Crato cumpriu. Crato implodiu
Santana Castilho, 19.06.2013
Em 17 anos de exames nacionais, dos 39 que
já leva a democracia, o país nunca tinha assistido a tamanho desastre. A
segunda-feira passada marca o dia em que um ministro teimoso,
incompetente e irresponsável, implodiu a cave infecta em que transformou
o Ministério da Educação. A credibilidade foi pulverizada. O rigor
substituído pela batota. A seriedade submersa por sujidade humana.
Viu-se de tudo. Efectivação de provas na ausência de professores do
secretariado de exames, com o correlato incumprimento dos procedimentos
obrigatórios, que lhes competiriam. Vigilantes desconhecedores dos
normativos processuais para exercerem a função. Vigilantes do 1.º ciclo
do ensino básico atarantados, sem saber o que fazer. Examinandos que
indicaram a professores, calcule-se, que nunca tinham vigiado exames,
procedimentos de rotina. Exames realizados sem professores suplentes e
sem professores coadjuvantes. Exames vigiados por professores que
leccionaram a disciplina em exame. Ausência de controlo sobre a
existência de parentesco entre examinandos e vigilantes. Critérios
díspares e arbitrários para escolher os que entraram e os que ficaram de
fora. Salas invadidas pelos "excluídos" e interrupção das provas que os
"admitidos" prestavam. Tumultos que obrigaram à intervenção da polícia.

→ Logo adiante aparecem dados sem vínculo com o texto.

use crate::{LaError, Matrix, Real, Vector};
use nalgebra::{DMatrix, DVector};

/// A vector composed of independent sub-vectors.
#[derive(Debug, Clone)]
pub struct NestVector<T: Real> {
    blocks: Vec<Vector<T>>,
}

impl<T: Real> NestVector<T> {
    pub fn new(blocks: Vec<Vector<T>>) -> Self {
        Self { blocks }
    }

    pub fn len(&self) -> usize {
        self.blocks.len()
    }

    pub fn is_empty(&self) -> bool {
        self.blocks.is_empty()
    }

    /// # Panics
    ///
    /// Panics if `index` is out of bounds. The same holds for [`block_mut`](Self::block_mut).
    pub fn block(&self, index: usize) -> &Vector<T> {
        &self.blocks[index]
    }

    pub fn block_mut(&mut self, index: usize) -> &mut Vector<T> {
        &mut self.blocks[index]
    }

    pub fn blocks(&self) -> &[Vector<T>] {
        &self.blocks
    }

    pub fn blocks_mut(&mut self) -> &mut [Vector<T>] {
        &mut self.blocks
    }

    pub fn into_blocks(self) -> Vec<Vector<T>> {
        self.blocks
    }

    pub fn accumulate_ghosts(&mut self) {
        for block in &mut self.blocks {
            block.accumulate_ghosts();
        }
    }

    /// Owned entries of all sub-vectors, concatenated.
    pub fn owned_concatenated(&self) -> DVector<T> {
        let values: Vec<T> = self
            .blocks
            .iter()
            .flat_map(|b| b.owned().iter().copied())
            .collect();
        DVector::from_vec(values)
    }
}

/// A matrix composed of a rectangular grid of independent sub-matrices.
///
/// Cells without a sub-matrix are structurally zero.
#[derive(Debug, Clone)]
pub struct NestMatrix<T: Real> {
    blocks: Vec<Vec<Option<Matrix<T>>>>,
    shape: (usize, usize),
}

impl<T: Real> NestMatrix<T> {
    /// Creates a nested matrix from rows of optional sub-matrices.
    ///
    /// All rows must have the same length, and sub-matrices in the same block row (column) must have the
    /// same number of rows (columns).
    pub fn new(blocks: Vec<Vec<Option<Matrix<T>>>>) -> Result<Self, LaError> {
        let nrows = blocks.len();
        let ncols = blocks.first().map(|row| row.len()).unwrap_or(0);
        if let Some(row) = blocks.iter().find(|row| row.len() != ncols) {
            return Err(LaError::DimensionMismatch {
                expected: (nrows, ncols),
                actual: (nrows, row.len()),
            });
        }
        let matrix = Self {
            blocks,
            shape: (nrows, ncols),
        };
        for i in 0..nrows {
            for j in 0..ncols {
                if let Some(block) = matrix.sub_matrix(i, j) {
                    let expected = (matrix.block_row_size(i), matrix.block_col_size(j));
                    let actual = (block.nrows(), block.ncols());
                    if expected != (Some(actual.0), Some(actual.1)) {
                        return Err(LaError::DimensionMismatch {
                            expected: (expected.0.unwrap_or(0), expected.1.unwrap_or(0)),
                            actual,
                        });
                    }
                }
            }
        }
        Ok(matrix)
    }

    pub fn shape(&self) -> (usize, usize) {
        self.shape
    }

    /// The sub-matrix of block `(i, j)`, or `None` for an absent block.
    ///
    /// # Panics
    ///
    /// Panics if `(i, j)` lies outside [`shape`](Self::shape). The same holds for
    /// [`sub_matrix_mut`](Self::sub_matrix_mut).
    pub fn sub_matrix(&self, i: usize, j: usize) -> Option<&Matrix<T>> {
        self.blocks[i][j].as_ref()
    }

    pub fn sub_matrix_mut(&mut self, i: usize, j: usize) -> Option<&mut Matrix<T>> {
        self.blocks[i][j].as_mut()
    }

    /// Flushes all sub-matrices.
    pub fn flush(&mut self) {
        for block in self.blocks.iter_mut().flatten().flatten() {
            block.flush();
        }
    }

    /// Number of local rows of block row `i`, if the row has at least one sub-matrix.
    pub fn block_row_size(&self, i: usize) -> Option<usize> {
        self.blocks[i].iter().flatten().map(|m| m.nrows()).next()
    }

    /// Number of local columns of block column `j`, if the column has at least one sub-matrix.
    pub fn block_col_size(&self, j: usize) -> Option<usize> {
        self.blocks
            .iter()
            .filter_map(|row| row[j].as_ref())
            .map(|m| m.ncols())
            .next()
    }

    /// Dense matrix of the whole grid with block rows and columns laid out consecutively.
    ///
    /// Block rows or columns without any sub-matrix have zero size.
    pub fn to_dense(&self) -> DMatrix<T> {
        let (nrows, ncols) = self.shape;
        let row_sizes: Vec<usize> = (0..nrows)
            .map(|i| self.block_row_size(i).unwrap_or(0))
            .collect();
        let col_sizes: Vec<usize> = (0..ncols)
            .map(|j| self.block_col_size(j).unwrap_or(0))
            .collect();
        let mut dense = DMatrix::zeros(row_sizes.iter().sum(), col_sizes.iter().sum());
        let mut row_offset = 0;
        for i in 0..nrows {
            let mut col_offset = 0;
            for j in 0..ncols {
                if let Some(block) = self.sub_matrix(i, j) {
                    dense
                        .view_mut((row_offset, col_offset), (row_sizes[i], col_sizes[j]))
                        .copy_from(&block.to_dense());
                }
                col_offset += col_sizes[j];
            }
            row_offset += row_sizes[i];
        }
        dense
    }
}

Desacatos ruidosos em lugar do silêncio prescrito. Sigilo
grosseiramente quebrado, com o uso descontrolado de telefones e outros
meios de comunicação electrónica. Alunos aglomerados em refeitórios.
Provas iniciadas depois do tempo regulamentar.
O que acabo de
sumariar não é exaustivo. Aconteceu em escolas com nome e foi-me
testemunhado por professores devidamente identificados. Para além da
gravidade dos acontecimentos na Escola Secundária Sá de Miranda, em
Braga, Alves Martins, em Viseu, e Mário Sacramento, em Aveiro, referidos
na imprensa, muitos outros poderiam ser nomeados. No agrupamento Tomás
Ribeiro, de Tondela, onde estava previsto funcionarem dez salas, os
exames foram iniciados, a horas, em quatro. Mas, 20 minutos depois, por
sortilégio directivo, acrescentaram-se mais duas salas. Na Escola
Secundária Dr. Solano de Abreu, em Abrantes, houve reuniões de avaliação
coincidentes com a realização do exame. Os professores presentes em
reuniões, que acabaram por não se realizar, foram mobilizados, no
momento, para o serviço dos exames. Quem acedeu ficou ubíquo: assinou a
presença na reunião e no serviço de exames.
Ou Crato tem uma
réstia de juízo e anula o exame, com o fundamento evidente da violação
das normas mínimas que garantem a seriedade e a equidade exigíveis, ou
isto termina nos tribunais administrativos. A coisa é um acto académico.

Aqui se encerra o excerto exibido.